We Are Water by Wally Lamb
576 pages; Harper; October 2013
Say what you will about Oprah’s Book Club, but back in the day, when it first started, it actually introduced me to quite a few excellent books and authors. Jacquelyn Mitchard; Billie Letts; Wally Lamb. Sometimes her picks were too sappy, and sometimes they were one-hit wonders (and I know everyone got all snobby when EVERYONE was reading the same books – because heavens forfend something become popular; it’s never good when it’s popular, right?) but there were quite a few books that, early on, I was liking a great deal. And there’s nothing wrong with someone with the world’s ear recommending good books. If it gets people reading, I’m all for it. (And listen, it’s not like she was recommending Fifty Shades, people. These books ranged from very good to harmless, for the most part.)
I discovered Wally Lamb when Oprah recommended She’s Come Undone, which remains one of my all-time favorite novels. I’ve re-read it a number of times. I relate to this book. You know I love lost people, broken people, people looking for something and working so hard to find it. This book was perfect for me. I’ve read everything he’s written since, and although nothing lived up, for me, to She’s Come Undone, I’ve liked his work a great deal.
That being said: this one didn’t do it for me.

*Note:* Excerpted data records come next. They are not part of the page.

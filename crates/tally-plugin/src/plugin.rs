// crates/tally-plugin/src/plugin.rs
// ============================================================================
// Module: Plugin Capabilities
// Description: Collector and processor traits implemented by plugin authors.
// Purpose: Define the capability surface the proxy layer exposes over RPC.
// Dependencies: serde, tally-policy, thiserror
// ============================================================================

//! ## Overview
//! Plugin authors implement [`CollectorPlugin`] or [`ProcessorPlugin`] with
//! plain synchronous methods. The runtime calls them on blocking workers, so
//! implementations may do blocking I/O, and wraps every call in panic
//! isolation so a faulty call never takes the process down.

// ============================================================================
// SECTION: Imports
// ============================================================================

use std::fmt;

use serde::Deserialize;
use serde::Serialize;
use tally_policy::ConfigMap;
use tally_policy::ConfigPolicyNode;
use tally_policy::ConfigPolicyTree;
use thiserror::Error;

use crate::metric::PluginMetricType;

// ============================================================================
// SECTION: Types
// ============================================================================

/// Capability a plugin process serves.
#[derive(Debug, Clone, Copy, PartialEq, Eq, Hash, Serialize, Deserialize)]
#[serde(rename_all = "snake_case")]
pub enum PluginType {
    /// Produces metrics.
    Collector,
    /// Transforms metric content.
    Processor,
}

impl PluginType {
    /// Returns the RPC service name for this capability.
    #[must_use]
    pub const fn service_name(self) -> &'static str {
        match self {
            Self::Collector => "Collector",
            Self::Processor => "Processor",
        }
    }
}

impl fmt::Display for PluginType {
    fn fmt(&self, f: &mut fmt::Formatter<'_>) -> fmt::Result {
        f.write_str(self.service_name())
    }
}

/// Identity a plugin advertises in its handshake.
#[derive(Debug, Clone, PartialEq, Eq, Serialize, Deserialize)]
pub struct PluginMeta {
    /// Plugin name.
    pub name: String,
    /// Plugin version.
    pub version: i64,
}

impl PluginMeta {
    /// Creates plugin metadata.
    #[must_use]
    pub fn new(name: impl Into<String>, version: i64) -> Self {
        Self {
            name: name.into(),
            version,
        }
    }
}

/// Errors returned by plugin implementations.
#[derive(Debug, Clone, PartialEq, Eq, Error)]
pub enum PluginError {
    /// The operation failed.
    #[error("{0}")]
    Failed(String),
    /// The supplied config was rejected by the plugin.
    #[error("invalid config: {0}")]
    InvalidConfig(String),
}

// ============================================================================
// SECTION: Capabilities
// ============================================================================

/// Metric-producing plugin.
pub trait CollectorPlugin: Send + Sync + 'static {
    /// Collects values for the requested metrics.
    ///
    /// # Errors
    ///
    /// Returns [`PluginError`] when collection fails.
    fn collect_metrics(
        &self,
        metrics: &[PluginMetricType],
    ) -> Result<Vec<PluginMetricType>, PluginError>;

    /// Lists the metrics this plugin can collect.
    ///
    /// # Errors
    ///
    /// Returns [`PluginError`] when discovery fails.
    fn get_metric_types(&self) -> Result<Vec<PluginMetricType>, PluginError>;

    /// Returns the config policy tree, keyed by metric namespace.
    ///
    /// # Errors
    ///
    /// Returns [`PluginError`] when the policy cannot be built.
    fn get_config_policy_tree(&self) -> Result<ConfigPolicyTree, PluginError>;
}

/// Content-transforming plugin.
pub trait ProcessorPlugin: Send + Sync + 'static {
    /// Transforms `content`, returning the new content type and bytes.
    ///
    /// # Errors
    ///
    /// Returns [`PluginError`] when processing fails.
    fn process(
        &self,
        content_type: &str,
        content: &[u8],
        config: &ConfigMap,
    ) -> Result<(String, Vec<u8>), PluginError>;

    /// Returns the config policy applied to `process` configs.
    fn get_config_policy_node(&self) -> ConfigPolicyNode;
}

Annie Oh is an outsider artist who realizes, after 27 years of marriage and three children, she’s unhappy. She leaves her husband and falls in love with Viveca, a Manhattan art dealer, much to the confusion of her husband, Orion. Her children are in various stages of acceptance or denial about their mother’s (to them, at least) new-found attraction to women, and Annie herself isn’t sure if she’s doing the right thing. Secrets start coming out – about Annie’s past, Orion’s job, the lives of of their now-adult children, the history of their house – and the secrets can potentially sink everyone in the Oh family.
Here was my problem with this book: I didn’t like, or relate, to a single character.

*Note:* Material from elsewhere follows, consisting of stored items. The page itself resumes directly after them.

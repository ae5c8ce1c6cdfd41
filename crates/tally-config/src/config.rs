// crates/tally-config/src/config.rs
// ============================================================================
// Module: Tally Plugin Configuration
// Description: Configuration loading and validation for plugin processes.
// Purpose: Provide strict, fail-closed config parsing with hard limits.
// Dependencies: serde, serde_json, toml
// ============================================================================

//! ## Overview
//! Configuration is loaded from a TOML file with strict size and path limits,
//! or parsed from the JSON invocation argument handed to the plugin by its
//! control process. Every section has defaults, so an empty document is a
//! valid native-transport daemon. An unrecognized transport selector fails at
//! parse time and never reaches the runtime.

// ============================================================================
// SECTION: Imports
// ============================================================================

use std::env;
use std::fmt;
use std::fs;
use std::path::Path;
use std::path::PathBuf;
use std::time::Duration;

use serde::Deserialize;
use serde::Serialize;
use thiserror::Error;

// ============================================================================
// SECTION: Constants
// ============================================================================

/// Default configuration filename when no path is specified.
pub const DEFAULT_CONFIG_NAME: &str = "tally-plugin.toml";
/// Environment variable used to override the config path.
pub const CONFIG_ENV_VAR: &str = "TALLY_PLUGIN_CONFIG";
/// Maximum configuration file size in bytes.
pub(crate) const MAX_CONFIG_FILE_SIZE: usize = 1024 * 1024;
/// Maximum invocation argument size in bytes.
pub(crate) const MAX_INVOCATION_ARG_BYTES: usize = 64 * 1024;
/// Maximum length of a single path component.
pub(crate) const MAX_PATH_COMPONENT_LENGTH: usize = 255;
/// Maximum total path length.
pub(crate) const MAX_TOTAL_PATH_LENGTH: usize = 4096;
/// Maximum heartbeat tick in milliseconds.
pub(crate) const MAX_TICK_MS: u64 = 3_600_000;
/// Maximum number of missed ticks before timeout.
pub(crate) const MAX_DEADLINE_TICKS: u32 = 1_000;
/// Upper bound for frame and body limits in bytes.
pub(crate) const MAX_LIMIT_BYTES: usize = 64 * 1024 * 1024;

// ============================================================================
// SECTION: Plugin Config
// ============================================================================

/// Top-level plugin process configuration.
#[derive(Debug, Clone, Default, PartialEq, Eq, Deserialize, Serialize)]
pub struct PluginConfig {
    /// Transport and lifecycle settings.
    #[serde(default)]
    pub runtime: RuntimeConfig,
    /// Heartbeat supervisor settings.
    #[serde(default)]
    pub heartbeat: HeartbeatConfig,
    /// Log sink settings.
    #[serde(default)]
    pub log: LogConfig,
    /// Transport size limits.
    #[serde(default)]
    pub limits: LimitsConfig,
}

impl PluginConfig {
    /// Loads configuration from disk using the default resolution rules.
    ///
    /// Resolution order is `path`, then [`CONFIG_ENV_VAR`], then
    /// `tally-plugin.toml` in the working directory.
    ///
    /// # Errors
    ///
    /// Returns [`ConfigError`] when loading or validation fails.
    pub fn load(path: Option<&Path>) -> Result<Self, ConfigError> {
        let resolved = resolve_path(path)?;
        validate_path(&resolved)?;
        let bytes = fs::read(&resolved).map_err(|err| ConfigError::Io(err.to_string()))?;
        if bytes.len() > MAX_CONFIG_FILE_SIZE {
            return Err(ConfigError::Invalid("config file exceeds size limit".to_string()));
        }
        let content = std::str::from_utf8(&bytes)
            .map_err(|_| ConfigError::Invalid("config file must be utf-8".to_string()))?;
        Self::from_toml_str(content)
    }

    /// Loads configuration like [`PluginConfig::load`], falling back to
    /// defaults when neither [`CONFIG_ENV_VAR`] nor the default file exists.
    ///
    /// # Errors
    ///
    /// Returns [`ConfigError`] when a configured file fails to load.
    pub fn load_or_default() -> Result<Self, ConfigError> {
        if env::var_os(CONFIG_ENV_VAR).is_none() && !Path::new(DEFAULT_CONFIG_NAME).exists() {
            return Ok(Self::default());
        }
        Self::load(None)
    }

    /// Parses and validates a TOML document.
    ///
    /// # Errors
    ///
    /// Returns [`ConfigError`] when parsing or validation fails.
    pub fn from_toml_str(content: &str) -> Result<Self, ConfigError> {
        let config: Self =
            toml::from_str(content).map_err(|err| ConfigError::Parse(err.to_string()))?;
        config.validate()?;
        Ok(config)
    }

    /// Parses and validates the JSON invocation argument.
    ///
    /// # Errors
    ///
    /// Returns [`ConfigError`] when the argument is oversized, malformed, or
    /// invalid.
    pub fn from_json_arg(arg: &str) -> Result<Self, ConfigError> {
        if arg.len() > MAX_INVOCATION_ARG_BYTES {
            return Err(ConfigError::Invalid("invocation argument exceeds size limit".to_string()));
        }
        let config: Self =
            serde_json::from_str(arg).map_err(|err| ConfigError::Parse(err.to_string()))?;
        config.validate()?;
        Ok(config)
    }

    /// Renders the configuration as a JSON invocation argument.
    ///
    /// # Errors
    ///
    /// Returns [`ConfigError::Invalid`] when serialization fails.
    pub fn to_json_arg(&self) -> Result<String, ConfigError> {
        serde_json::to_string(self).map_err(|err| ConfigError::Invalid(err.to_string()))
    }

    /// Validates the configuration for internal consistency.
    ///
    /// # Errors
    ///
    /// Returns [`ConfigError`] when configuration is invalid.
    pub fn validate(&self) -> Result<(), ConfigError> {
        self.heartbeat.validate()?;
        self.log.validate()?;
        self.limits.validate()?;
        Ok(())
    }
}

// ============================================================================
// SECTION: Runtime
// ============================================================================

/// RPC transports a plugin can serve.
#[derive(Debug, Clone, Copy, PartialEq, Eq, Hash, Deserialize, Serialize, Default)]
#[serde(rename_all = "snake_case")]
pub enum RpcTransport {
    /// Length-framed binary RPC over raw TCP.
    #[default]
    Native,
    /// JSON-RPC 2.0 over HTTP `POST /rpc`.
    Json,
}

impl RpcTransport {
    /// Returns the stable label used in configs and handshakes.
    #[must_use]
    pub const fn as_str(self) -> &'static str {
        match self {
            Self::Native => "native",
            Self::Json => "json",
        }
    }
}

impl fmt::Display for RpcTransport {
    fn fmt(&self, f: &mut fmt::Formatter<'_>) -> fmt::Result {
        f.write_str(self.as_str())
    }
}

/// Transport and lifecycle settings.
#[derive(Debug, Clone, PartialEq, Eq, Deserialize, Serialize)]
pub struct RuntimeConfig {
    /// Transport served to the control process.
    #[serde(default)]
    pub transport: RpcTransport,
    /// Loopback port to bind; `0` selects an ephemeral port.
    #[serde(default)]
    pub listen_port: u16,
    /// Block until shutdown when true; return after the handshake otherwise.
    #[serde(default = "default_daemon")]
    pub daemon: bool,
}

impl Default for RuntimeConfig {
    fn default() -> Self {
        Self {
            transport: RpcTransport::Native,
            listen_port: 0,
            daemon: default_daemon(),
        }
    }
}

// ============================================================================
// SECTION: Heartbeat
// ============================================================================

/// Heartbeat supervisor settings.
#[derive(Debug, Clone, PartialEq, Eq, Deserialize, Serialize)]
pub struct HeartbeatConfig {
    /// Supervisor tick interval in milliseconds.
    #[serde(default = "default_tick_ms")]
    pub tick_ms: u64,
    /// Ticks without a reset before the plugin exits.
    #[serde(default = "default_deadline_ticks")]
    pub deadline_ticks: u32,
}

impl Default for HeartbeatConfig {
    fn default() -> Self {
        Self {
            tick_ms: default_tick_ms(),
            deadline_ticks: default_deadline_ticks(),
        }
    }
}

impl HeartbeatConfig {
    /// Returns the supervisor tick interval.
    #[must_use]
    pub const fn tick(&self) -> Duration {
        Duration::from_millis(self.tick_ms)
    }

    /// Returns the liveness deadline (`tick * deadline_ticks`).
    #[must_use]
    pub fn deadline(&self) -> Duration {
        Duration::from_millis(self.tick_ms.saturating_mul(u64::from(self.deadline_ticks)))
    }

    /// Validates heartbeat timing.
    fn validate(&self) -> Result<(), ConfigError> {
        if self.tick_ms == 0 || self.tick_ms > MAX_TICK_MS {
            return Err(ConfigError::Invalid(format!(
                "heartbeat.tick_ms must be between 1 and {MAX_TICK_MS}"
            )));
        }
        if self.deadline_ticks == 0 || self.deadline_ticks > MAX_DEADLINE_TICKS {
            return Err(ConfigError::Invalid(format!(
                "heartbeat.deadline_ticks must be between 1 and {MAX_DEADLINE_TICKS}"
            )));
        }
        Ok(())
    }
}

// ============================================================================
// SECTION: Logging
// ============================================================================

/// Destinations for plugin log events.
#[derive(Debug, Clone, Copy, PartialEq, Eq, Deserialize, Serialize, Default)]
#[serde(rename_all = "snake_case")]
pub enum LogSinkKind {
    /// JSON lines on stderr.
    #[default]
    Stderr,
    /// JSON lines appended to `log.path`.
    File,
    /// Discard events.
    None,
}

/// Log sink settings.
#[derive(Debug, Clone, Default, PartialEq, Eq, Deserialize, Serialize)]
pub struct LogConfig {
    /// Selected sink.
    #[serde(default)]
    pub sink: LogSinkKind,
    /// Log file path (JSON lines), required for the file sink.
    #[serde(default, skip_serializing_if = "Option::is_none")]
    pub path: Option<String>,
}

impl LogConfig {
    /// Validates log configuration.
    fn validate(&self) -> Result<(), ConfigError> {
        if let Some(path) = &self.path {
            validate_path_string("log.path", path)?;
        }
        if self.sink == LogSinkKind::File && self.path.is_none() {
            return Err(ConfigError::Invalid("file log sink requires log.path".to_string()));
        }
        Ok(())
    }
}

// ============================================================================
// SECTION: Limits
// ============================================================================

/// Transport size limits.
#[derive(Debug, Clone, PartialEq, Eq, Deserialize, Serialize)]
pub struct LimitsConfig {
    /// Maximum native frame payload in bytes.
    #[serde(default = "default_max_frame_bytes")]
    pub max_frame_bytes: usize,
    /// Maximum JSON-RPC request body in bytes.
    #[serde(default = "default_max_body_bytes")]
    pub max_body_bytes: usize,
}

impl Default for LimitsConfig {
    fn default() -> Self {
        Self {
            max_frame_bytes: default_max_frame_bytes(),
            max_body_bytes: default_max_body_bytes(),
        }
    }
}

impl LimitsConfig {
    /// Validates transport limits.
    fn validate(&self) -> Result<(), ConfigError> {
        validate_limit("limits.max_frame_bytes", self.max_frame_bytes)?;
        validate_limit("limits.max_body_bytes", self.max_body_bytes)
    }
}

// ============================================================================
// SECTION: Errors
// ============================================================================

/// Configuration loading or validation errors.
#[derive(Debug, Error)]
pub enum ConfigError {
    /// I/O failure while reading configuration.
    #[error("config io error: {0}")]
    Io(String),
    /// TOML or JSON parsing error.
    #[error("config parse error: {0}")]
    Parse(String),
    /// Invalid configuration data.
    #[error("invalid config: {0}")]
    Invalid(String),
}

// ============================================================================
// SECTION: Helpers
// ============================================================================

/// Resolves the config path from the caller or environment defaults.
fn resolve_path(path: Option<&Path>) -> Result<PathBuf, ConfigError> {
    if let Some(path) = path {
        return Ok(path.to_path_buf());
    }
    if let Ok(env_path) = env::var(CONFIG_ENV_VAR) {
        if env_path.len() > MAX_TOTAL_PATH_LENGTH {
            return Err(ConfigError::Invalid("config path exceeds max length".to_string()));
        }
        return Ok(PathBuf::from(env_path));
    }
    Ok(PathBuf::from(DEFAULT_CONFIG_NAME))
}

/// Validates the resolved path against length limits.
fn validate_path(path: &Path) -> Result<(), ConfigError> {
    let text = path.to_string_lossy();
    if text.len() > MAX_TOTAL_PATH_LENGTH {
        return Err(ConfigError::Invalid("config path exceeds max length".to_string()));
    }
    for component in path.components() {
        let value = component.as_os_str().to_string_lossy();
        if value.len() > MAX_PATH_COMPONENT_LENGTH {
            return Err(ConfigError::Invalid("config path component too long".to_string()));
        }
    }
    Ok(())
}

/// Validates a path string against length constraints.
fn validate_path_string(field: &str, value: &str) -> Result<(), ConfigError> {
    let trimmed = value.trim();
    if trimmed.is_empty() {
        return Err(ConfigError::Invalid(format!("{field} must be non-empty")));
    }
    if trimmed.len() > MAX_TOTAL_PATH_LENGTH {
        return Err(ConfigError::Invalid(format!("{field} exceeds max length")));
    }
    for component in Path::new(trimmed).components() {
        if component.as_os_str().len() > MAX_PATH_COMPONENT_LENGTH {
            return Err(ConfigError::Invalid(format!("{field} path component too long")));
        }
    }
    Ok(())
}

/// Validates a byte limit.
fn validate_limit(field: &str, value: usize) -> Result<(), ConfigError> {
    if value == 0 || value > MAX_LIMIT_BYTES {
        return Err(ConfigError::Invalid(format!(
            "{field} must be between 1 and {MAX_LIMIT_BYTES}"
        )));
    }
    Ok(())
}

// ============================================================================
// SECTION: Defaults
// ============================================================================

/// Default daemon mode.
const fn default_daemon() -> bool {
    true
}

/// Default heartbeat tick in milliseconds.
const fn default_tick_ms() -> u64 {
    1_000
}

/// Default number of missed ticks before timeout.
const fn default_deadline_ticks() -> u32 {
    3
}

/// Default native frame limit in bytes.
const fn default_max_frame_bytes() -> usize {
    4 * 1024 * 1024
}

/// Default JSON-RPC body limit in bytes.
const fn default_max_body_bytes() -> usize {
    4 * 1024 * 1024
}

I’m not saying you have to like all the characters in a book in order to like it. Sometimes you hate ALL the characters in a book, and you still like the book, somehow. That’s ok. But every character in this book somehow rubbed me the wrong way. I understood (because it was finally explained) why they were the way they were, and I did have some empathy for them…but I still didn’t LIKE them. The book was very much about how the past formed the future, and apparently the past formed these people into no one I’d ever like to meet and/or read about at length.
Wait, I take that back. There was one character I liked, but by the time the book started, he was dead. So he was kind of hard to relate to, being dead and barely a character, because of the deadness, and all.

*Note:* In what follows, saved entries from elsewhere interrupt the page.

// crates/tally-policy/src/rule.rs
// ============================================================================
// Module: Policy Rules
// Description: Per-key validation contracts for integer, string, and float config.
// Purpose: Validate and default individual config values.
// Dependencies: crate::{error, value}
// ============================================================================

//! ## Overview
//! A [`Rule`] is a closed sum over the three rule variants. Each variant
//! carries a non-empty key, a required flag, an optional default and, for the
//! numeric variants, optional bounds. The [`RuleKind`] table is the single
//! place that maps variants to their JSON discriminator and binary tag.
//!
//! Bounds are not cross-checked when set: a rule whose minimum exceeds its
//! maximum rejects every value at validation time.

// ============================================================================
// SECTION: Imports
// ============================================================================

use crate::error::NumericValue;
use crate::error::RuleError;
use crate::error::ValidationError;
use crate::value::ConfigValue;
use crate::value::ConfigValueType;

// ============================================================================
// SECTION: Variant Table
// ============================================================================

/// Rule variant discriminator.
///
/// # Invariants
/// - Discriminator strings and wire tags are stable across releases.
#[derive(Debug, Clone, Copy, PartialEq, Eq, Hash)]
pub enum RuleKind {
    /// [`IntegerRule`].
    Integer,
    /// [`StringRule`].
    String,
    /// [`FloatRule`].
    Float,
}

impl RuleKind {
    /// Every rule variant, in wire-tag order.
    pub const ALL: [Self; 3] = [Self::Integer, Self::String, Self::Float];

    /// Returns the JSON `type` discriminator.
    #[must_use]
    pub const fn discriminator(self) -> &'static str {
        match self {
            Self::Integer => "integer",
            Self::String => "string",
            Self::Float => "float",
        }
    }

    /// Returns the binary tag byte.
    #[must_use]
    pub const fn wire_tag(self) -> u8 {
        match self {
            Self::Integer => 1,
            Self::String => 2,
            Self::Float => 3,
        }
    }

    /// Returns the config value type validated by this variant.
    #[must_use]
    pub const fn value_type(self) -> ConfigValueType {
        match self {
            Self::Integer => ConfigValueType::Integer,
            Self::String => ConfigValueType::String,
            Self::Float => ConfigValueType::Float,
        }
    }

    /// Looks up a variant by JSON discriminator.
    #[must_use]
    pub fn from_discriminator(value: &str) -> Option<Self> {
        Self::ALL.into_iter().find(|kind| kind.discriminator() == value)
    }

    /// Looks up a variant by binary tag.
    #[must_use]
    pub fn from_wire_tag(tag: u8) -> Option<Self> {
        Self::ALL.into_iter().find(|kind| kind.wire_tag() == tag)
    }
}

// ============================================================================
// SECTION: Rule
// ============================================================================

/// Validation rule for a single config key.
#[derive(Debug, Clone, PartialEq)]
pub enum Rule {
    /// Integer-typed rule.
    Integer(IntegerRule),
    /// String-typed rule.
    String(StringRule),
    /// Float-typed rule.
    Float(FloatRule),
}

impl Rule {
    /// Returns the rule key.
    #[must_use]
    pub fn key(&self) -> &str {
        match self {
            Self::Integer(rule) => rule.key(),
            Self::String(rule) => rule.key(),
            Self::Float(rule) => rule.key(),
        }
    }

    /// Returns whether the key must be present.
    #[must_use]
    pub const fn required(&self) -> bool {
        match self {
            Self::Integer(rule) => rule.required(),
            Self::String(rule) => rule.required(),
            Self::Float(rule) => rule.required(),
        }
    }

    /// Returns the default value, if one was configured.
    #[must_use]
    pub fn default_value(&self) -> Option<ConfigValue> {
        match self {
            Self::Integer(rule) => rule.default_value(),
            Self::String(rule) => rule.default_value(),
            Self::Float(rule) => rule.default_value(),
        }
    }

    /// Returns the variant discriminator.
    #[must_use]
    pub const fn kind(&self) -> RuleKind {
        match self {
            Self::Integer(_) => RuleKind::Integer,
            Self::String(_) => RuleKind::String,
            Self::Float(_) => RuleKind::Float,
        }
    }

    /// Validates a config value against this rule.
    ///
    /// # Errors
    ///
    /// Returns [`ValidationError`] on type mismatch or bound violation.
    pub fn validate(&self, value: &ConfigValue) -> Result<(), ValidationError> {
        match self {
            Self::Integer(rule) => rule.validate(value),
            Self::String(rule) => rule.validate(value),
            Self::Float(rule) => rule.validate(value),
        }
    }
}

impl From<IntegerRule> for Rule {
    fn from(rule: IntegerRule) -> Self {
        Self::Integer(rule)
    }
}

impl From<StringRule> for Rule {
    fn from(rule: StringRule) -> Self {
        Self::String(rule)
    }
}

impl From<FloatRule> for Rule {
    fn from(rule: FloatRule) -> Self {
        Self::Float(rule)
    }
}

// ============================================================================
// SECTION: Integer Rule
// ============================================================================

/// Rule validating integer-typed config.
#[derive(Debug, Clone, PartialEq, Eq)]
pub struct IntegerRule {
    /// Config key.
    key: String,
    /// Whether the key must be present.
    required: bool,
    /// Default injected when the key is absent.
    default: Option<i64>,
    /// Inclusive lower bound.
    minimum: Option<i64>,
    /// Inclusive upper bound.
    maximum: Option<i64>,
}

impl IntegerRule {
    /// Creates an integer rule.
    ///
    /// # Errors
    ///
    /// Returns [`RuleError::EmptyKey`] when `key` is empty.
    pub fn new(
        key: impl Into<String>,
        required: bool,
        default: Option<i64>,
    ) -> Result<Self, RuleError> {
        let key = non_empty_key(key)?;
        Ok(Self {
            key,
            required,
            default,
            minimum: None,
            maximum: None,
        })
    }

    /// Returns the rule key.
    #[must_use]
    pub fn key(&self) -> &str {
        &self.key
    }

    /// Returns whether the key must be present.
    #[must_use]
    pub const fn required(&self) -> bool {
        self.required
    }

    /// Returns the default as a config value.
    #[must_use]
    pub fn default_value(&self) -> Option<ConfigValue> {
        self.default.map(ConfigValue::Int)
    }

    /// Returns the raw default.
    #[must_use]
    pub const fn default(&self) -> Option<i64> {
        self.default
    }

    /// Returns the minimum bound.
    #[must_use]
    pub const fn minimum(&self) -> Option<i64> {
        self.minimum
    }

    /// Returns the maximum bound.
    #[must_use]
    pub const fn maximum(&self) -> Option<i64> {
        self.maximum
    }

    /// Sets the inclusive minimum.
    pub const fn set_minimum(&mut self, minimum: i64) {
        self.minimum = Some(minimum);
    }

    /// Sets the inclusive maximum.
    pub const fn set_maximum(&mut self, maximum: i64) {
        self.maximum = Some(maximum);
    }

    /// Validates a config value against this rule.
    ///
    /// # Errors
    ///
    /// Returns [`ValidationError`] on type mismatch or bound violation.
    pub fn validate(&self, value: &ConfigValue) -> Result<(), ValidationError> {
        let ConfigValue::Int(number) = value else {
            return Err(wrong_type(&self.key, ConfigValueType::Integer, value));
        };
        if let Some(minimum) = self.minimum
            && *number < minimum
        {
            return Err(ValidationError::BelowMinimum {
                key: self.key.clone(),
                value: NumericValue::Int(*number),
                minimum: NumericValue::Int(minimum),
            });
        }
        if let Some(maximum) = self.maximum
            && *number > maximum
        {
            return Err(ValidationError::AboveMaximum {
                key: self.key.clone(),
                value: NumericValue::Int(*number),
                maximum: NumericValue::Int(maximum),
            });
        }
        Ok(())
    }
}

// ============================================================================
// SECTION: String Rule
// ============================================================================

/// Rule validating string-typed config.
#[derive(Debug, Clone, PartialEq, Eq)]
pub struct StringRule {
    /// Config key.
    key: String,
    /// Whether the key must be present.
    required: bool,
    /// Default injected when the key is absent.
    default: Option<String>,
}

impl StringRule {
    /// Creates a string rule.
    ///
    /// # Errors
    ///
    /// Returns [`RuleError::EmptyKey`] when `key` is empty.
    pub fn new(
        key: impl Into<String>,
        required: bool,
        default: Option<String>,
    ) -> Result<Self, RuleError> {
        let key = non_empty_key(key)?;
        Ok(Self {
            key,
            required,
            default,
        })
    }

    /// Returns the rule key.
    #[must_use]
    pub fn key(&self) -> &str {
        &self.key
    }

    /// Returns whether the key must be present.
    #[must_use]
    pub const fn required(&self) -> bool {
        self.required
    }

    /// Returns the default as a config value.
    #[must_use]
    pub fn default_value(&self) -> Option<ConfigValue> {
        self.default.clone().map(ConfigValue::Str)
    }

    /// Returns the raw default.
    #[must_use]
    pub fn default(&self) -> Option<&str> {
        self.default.as_deref()
    }

    /// Validates a config value against this rule.
    ///
    /// # Errors
    ///
    /// Returns [`ValidationError::WrongType`] for non-string values.
    pub fn validate(&self, value: &ConfigValue) -> Result<(), ValidationError> {
        match value {
            ConfigValue::Str(_) => Ok(()),
            other => Err(wrong_type(&self.key, ConfigValueType::String, other)),
        }
    }
}

// ============================================================================
// SECTION: Float Rule
// ============================================================================

/// Rule validating float-typed config.
#[derive(Debug, Clone, PartialEq)]
pub struct FloatRule {
    /// Config key.
    key: String,
    /// Whether the key must be present.
    required: bool,
    /// Default injected when the key is absent.
    default: Option<f64>,
    /// Inclusive lower bound.
    minimum: Option<f64>,
    /// Inclusive upper bound.
    maximum: Option<f64>,
}

impl FloatRule {
    /// Creates a float rule.
    ///
    /// # Errors
    ///
    /// Returns [`RuleError::EmptyKey`] when `key` is empty.
    pub fn new(
        key: impl Into<String>,
        required: bool,
        default: Option<f64>,
    ) -> Result<Self, RuleError> {
        let key = non_empty_key(key)?;
        Ok(Self {
            key,
            required,
            default,
            minimum: None,
            maximum: None,
        })
    }

    /// Returns the rule key.
    #[must_use]
    pub fn key(&self) -> &str {
        &self.key
    }

    /// Returns whether the key must be present.
    #[must_use]
    pub const fn required(&self) -> bool {
        self.required
    }

    /// Returns the default as a config value.
    #[must_use]
    pub fn default_value(&self) -> Option<ConfigValue> {
        self.default.map(ConfigValue::Float)
    }

    /// Returns the raw default.
    #[must_use]
    pub const fn default(&self) -> Option<f64> {
        self.default
    }

    /// Returns the minimum bound.
    #[must_use]
    pub const fn minimum(&self) -> Option<f64> {
        self.minimum
    }

    /// Returns the maximum bound.
    #[must_use]
    pub const fn maximum(&self) -> Option<f64> {
        self.maximum
    }

    /// Sets the inclusive minimum.
    pub const fn set_minimum(&mut self, minimum: f64) {
        self.minimum = Some(minimum);
    }

    /// Sets the inclusive maximum.
    pub const fn set_maximum(&mut self, maximum: f64) {
        self.maximum = Some(maximum);
    }

    /// Validates a config value against this rule.
    ///
    /// # Errors
    ///
    /// Returns [`ValidationError`] on type mismatch or bound violation.
    pub fn validate(&self, value: &ConfigValue) -> Result<(), ValidationError> {
        let ConfigValue::Float(number) = value else {
            return Err(wrong_type(&self.key, ConfigValueType::Float, value));
        };
        if let Some(minimum) = self.minimum
            && *number < minimum
        {
            return Err(ValidationError::BelowMinimum {
                key: self.key.clone(),
                value: NumericValue::Float(*number),
                minimum: NumericValue::Float(minimum),
            });
        }
        if let Some(maximum) = self.maximum
            && *number > maximum
        {
            return Err(ValidationError::AboveMaximum {
                key: self.key.clone(),
                value: NumericValue::Float(*number),
                maximum: NumericValue::Float(maximum),
            });
        }
        Ok(())
    }
}

// ============================================================================
// SECTION: Helpers
// ============================================================================

/// Rejects empty rule keys.
fn non_empty_key(key: impl Into<String>) -> Result<String, RuleError> {
    let key = key.into();
    if key.is_empty() {
        return Err(RuleError::EmptyKey);
    }
    Ok(key)
}

/// Builds a type mismatch error for `value`.
fn wrong_type(key: &str, expected: ConfigValueType, value: &ConfigValue) -> ValidationError {
    ValidationError::WrongType {
        key: key.to_string(),
        expected,
        actual: value.value_type(),
    }
}

// ============================================================================
// SECTION: Tests
// ============================================================================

I also feel like maybe there were parts of this that were written possibly just for the shock value? And I hate to think that, because I really like Wally Lamb. But things went a little too far where they didn’t need to in places, and I wondered why, exactly, he chose to do that. (Just a quick note: this is a super-triggery book, child-abuse wise, and I don’t know how else to say this without being spoilery, so I’m just going to stop there. If that’s something you can’t have in a book, stay far away from this.)
I didn’t hate it. I don’t want you to think I did. Wally Lamb writes well, and the plot wasn’t boring, per se. I just kept trying to connect with these characters and I couldn’t. I liked the parts about art (and wished there had been more), but honestly, I spent most of the time reading this saying things like “WHY DON’T YOU PEOPLE GO INTO THERAPY FOR THE LOVE OF PETE!”
I suppose I can’t love ’em all – and I’ll keep reading Wally Lamb’s books. One misstep doesn’t mean I’m walking away. But if you’re a Wally Lamb fan, and are expecting this to be like his other work – word of warning, it’s not.